Exercise requirements -> Looking at the entries below, how many lines include the word "Temperature"? Answer with the number alone.

Collection entries ->
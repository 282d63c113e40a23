use chrono::{DateTime, FixedOffset, Utc};
use serde::{Deserialize, Serialize};
use std::time::Duration;

#[derive(Debug, Clone, PartialEq, Serialize, Deserialize)]
pub struct WeatherSummary {
    /// Category, e.g. "Clouds".
    pub main: String,
    pub description: String,
}

#[derive(Debug, Clone, Copy, PartialEq, Serialize, Deserialize)]
pub struct Temperature {
    pub temp: f64,
    pub feels_like: f64,
}

#[derive(Debug, Clone, Copy, PartialEq, Serialize, Deserialize)]
pub struct Wind {
    pub speed: f64,
}

#[derive(Debug, Clone, Copy, PartialEq, Serialize, Deserialize)]
pub struct SunTimes {
    pub sunrise: DateTime<Utc>,
    pub sunset: DateTime<Utc>,
}

/// One observation as reported by the provider.
#[derive(Debug, Clone, PartialEq, Serialize, Deserialize)]
pub struct Observation {
    pub location_name: String,
    pub weather: WeatherSummary,
    pub temperature: Temperature,
    pub visibility: u32,
    pub wind: Wind,
    pub observed_at: DateTime<Utc>,
    pub sun: SunTimes,
    /// Shift from UTC in seconds.
    pub utc_offset_secs: i32,
}

impl Observation {
    pub fn local_offset(&self) -> Option<FixedOffset> {
        FixedOffset::east_opt(self.utc_offset_secs)
    }
}

/// An [`Observation`] stamped with the wall-clock time it was fetched.
///
/// The capture time is assigned once, at construction, and cannot be changed
/// afterwards. A refresh produces a new record.
#[derive(Debug, Clone, PartialEq, Serialize)]
pub struct WeatherData {
    observation: Observation,
    captured_at: DateTime<Utc>,
}

impl WeatherData {
    pub fn capture(observation: Observation) -> Self {
        Self::capture_at(observation, Utc::now())
    }

    /// Stamp with a time taken from an explicit clock.
    pub fn capture_at(observation: Observation, captured_at: DateTime<Utc>) -> Self {
        Self { observation, captured_at }
    }

    pub fn observation(&self) -> &Observation {
        &self.observation
    }

    pub fn location_name(&self) -> &str {
        &self.observation.location_name
    }

    pub fn captured_at(&self) -> DateTime<Utc> {
        self.captured_at
    }

    /// `now - captured_at < ttl`. A capture time ahead of `now` counts as relevant.
    pub fn is_relevant_at(&self, now: DateTime<Utc>, ttl: Duration) -> bool {
        match now.signed_duration_since(self.captured_at).to_std() {
            Ok(age) => age < ttl,
            Err(_) => true,
        }
    }

    pub fn is_relevant(&self, ttl: Duration) -> bool {
        self.is_relevant_at(Utc::now(), ttl)
    }
}

impl std::ops::Deref for WeatherData {
    type Target = Observation;

    fn deref(&self) -> &Self::Target {
        &self.observation
    }
}

#[cfg(test)]
pub(crate) fn sample_observation(location: &str) -> Observation {
    let epoch = DateTime::<Utc>::from_timestamp(1_700_000_000, 0).unwrap_or_default();

    Observation {
        location_name: location.to_string(),
        weather: WeatherSummary { main: "Clouds".into(), description: "scattered clouds".into() },
        temperature: Temperature { temp: 269.6, feels_like: 267.57 },
        visibility: 10_000,
        wind: Wind { speed: 1.38 },
        observed_at: epoch,
        sun: SunTimes { sunrise: epoch, sunset: epoch },
        utc_offset_secs: 3600,
    }
}
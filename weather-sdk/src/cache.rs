//! Bounded, TTL-aware store of the latest record per location.
//!
//! Stale entries are not expired by timers. Every [`WeatherCache::put`] first
//! sweeps the whole map, then inserts only if the sweep left room. When the
//! cache is full of relevant entries, the new record is dropped instead of
//! evicting one of them.
//!
//! A closed cache is emptied and refuses every later insert.

use chrono::{DateTime, Utc};
use dashmap::DashMap;
use parking_lot::Mutex;
use std::{
    sync::{
        Arc,
        atomic::{AtomicBool, Ordering},
    },
    time::Duration,
};
use tracing::{debug, trace};

use crate::{
    clock::{Clock, SystemClock},
    model::WeatherData,
};

#[derive(Debug)]
pub struct WeatherCache {
    entries: DashMap<String, Arc<WeatherData>>,
    // Serializes sweep + capacity check + insert across writers.
    write_lock: Mutex<()>,
    closed: AtomicBool,
    capacity: usize,
    ttl: Duration,
    clock: Arc<dyn Clock>,
}

impl WeatherCache {
    pub fn new(capacity: usize, ttl: Duration) -> Self {
        Self::with_clock(capacity, ttl, Arc::new(SystemClock))
    }

    pub fn with_clock(capacity: usize, ttl: Duration, clock: Arc<dyn Clock>) -> Self {
        Self {
            entries: DashMap::with_capacity(capacity),
            write_lock: Mutex::new(()),
            closed: AtomicBool::new(false),
            capacity,
            ttl,
            clock,
        }
    }

    /// Current time according to the cache's clock.
    pub fn now(&self) -> DateTime<Utc> {
        self.clock.now()
    }

    /// Plain lookup. Does not check relevance.
    pub fn get(&self, key: &str) -> Option<Arc<WeatherData>> {
        self.entries.get(key).map(|entry| Arc::clone(entry.value()))
    }

    /// Lookup that only returns the record if it is still relevant.
    ///
    /// The check happens while the entry is held, so a concurrent replace
    /// cannot slip between the lookup and the relevance decision.
    pub fn get_relevant(&self, key: &str) -> Option<Arc<WeatherData>> {
        let now = self.now();
        self.entries
            .get(key)
            .filter(|entry| entry.value().is_relevant_at(now, self.ttl))
            .map(|entry| Arc::clone(entry.value()))
    }

    pub fn is_relevant(&self, record: &WeatherData) -> bool {
        record.is_relevant_at(self.now(), self.ttl)
    }

    /// Sweep stale entries, then store `record` under `key` if there is room.
    ///
    /// Returns `false` when the record was dropped because the cache is full
    /// or closed.
    pub fn put(&self, key: &str, record: Arc<WeatherData>) -> bool {
        let _guard = self.write_lock.lock();

        if self.is_closed() {
            debug!(location = key, "cache closed, dropping record");
            return false;
        }

        self.sweep_locked();

        if self.entries.len() >= self.capacity {
            debug!(location = key, capacity = self.capacity, "cache full, dropping fresh record");
            return false;
        }

        self.entries.insert(key.to_string(), record);
        true
    }

    /// Remove every entry that is no longer relevant. Returns how many were removed.
    pub fn sweep(&self) -> usize {
        let _guard = self.write_lock.lock();
        self.sweep_locked()
    }

    fn sweep_locked(&self) -> usize {
        let now = self.now();
        let before = self.entries.len();

        self.entries.retain(|_, record| record.is_relevant_at(now, self.ttl));

        let removed = before - self.entries.len();
        if removed > 0 {
            trace!(removed, "swept stale cache entries");
        }
        removed
    }

    /// Snapshot of the keys currently stored.
    pub fn keys(&self) -> Vec<String> {
        self.entries.iter().map(|entry| entry.key().clone()).collect()
    }

    /// Sorted snapshot of the keys whose records are no longer relevant.
    pub fn stale_keys(&self) -> Vec<String> {
        let now = self.now();
        let mut keys: Vec<String> = self
            .entries
            .iter()
            .filter(|entry| !entry.value().is_relevant_at(now, self.ttl))
            .map(|entry| entry.key().clone())
            .collect();
        keys.sort();
        keys
    }

    pub fn contains(&self, key: &str) -> bool {
        self.entries.contains_key(key)
    }

    pub fn len(&self) -> usize {
        self.entries.len()
    }

    pub fn is_empty(&self) -> bool {
        self.entries.is_empty()
    }

    pub fn clear(&self) {
        let _guard = self.write_lock.lock();
        self.entries.clear();
    }

    /// Empty the cache and refuse all further inserts.
    pub fn close(&self) {
        let _guard = self.write_lock.lock();
        self.closed.store(true, Ordering::Release);
        self.entries.clear();
    }

    pub fn is_closed(&self) -> bool {
        self.closed.load(Ordering::Acquire)
    }

    pub fn capacity(&self) -> usize {
        self.capacity
    }

    pub fn ttl(&self) -> Duration {
        self.ttl
    }
}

Task output -> 3